As I type this, Hans Zimmer's Chevaliers de Sangreal is building to an epic crescendo. So don't be surprised if I forgo the witty banter, zany one-liners, and dexterous jokes in favor of serious and thought provoking instruction.
Just kidding. I just wanted to work dexterous into the post.
But the fact of the matter is, some of my best work is done while the composers of today and yesterday weave their classical magic around and in my ears. I cannot write in complete silence. I know a few folks that can, and I envy that ability, but when things are too quiet, my train of thought skips the next three stops and winds up in Tunica, Mississippi.
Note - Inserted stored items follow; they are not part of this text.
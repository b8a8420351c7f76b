use lazy_static::lazy_static;
use rusqlite_migration::{Migrations, M};

lazy_static! {
    pub static ref MIGRATIONS: Migrations<'static> = Migrations::new(vec![M::up(
        r#"
            CREATE TABLE notes (
                id INTEGER PRIMARY KEY AUTOINCREMENT,
                resident_name TEXT NOT NULL CHECK(length(resident_name) > 0),
                author_name TEXT NOT NULL CHECK(length(author_name) > 0),
                content TEXT NOT NULL,
                date_time TEXT NOT NULL
            );

            CREATE INDEX notes_resident_name ON notes (resident_name);
        "#
    )]);
}

// resident, author, content, date_time
pub const DEMO_NOTES: [(&str, &str, &str, &str); 2] = [
    (
        "Alice Johnson",
        "Nurse Smith",
        "Medication administered as scheduled.",
        "2024-09-17T10:30:00Z",
    ),
    (
        "Bob Williams",
        "Dr. Brown",
        "Assisted with physical therapy exercises.",
        "2024-09-17T11:45:00Z",
    ),
];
I also cannot write when there is too much noise. The appeal of Starbucks as a setting for writing will forever escape me. I'm sure that it is has more to do with being seen as a writer than actually being an environment that fosters great work, but nonetheless I simply cannot concentrate with that many people milling about while whomever the artist of the month is wails soulfully away on an acoustic guitar.
I do like their croissants, though.
The perfect setting for me is alone, at home, with soft music laying a foundation for my creativity to set up shop. Now, everyone's preferences are just that, and you may find another style of music that does the trick for you, but classical has always been my flavor. And believe me, it works.
I wrote Peretti, my screenplay, while listening to Chopin. Aaron's action scene where he runs from the police in I Will Follow was crafted to the score of The Amazing Spider-Man. When a string section is giving it their all, I can't help but to respond in kind. And film scores really do the trick as they run the gamut of tempo and emotion, which is a model all great novels should follow.
So the next time you sit down to write, try a little music.
Just please, no adult contemporary. Nothing great has ever been accomplished listening to Phil Collins.*
Until next time, keep those keyboards warm.
*Merely a joke. I love Phil Collins.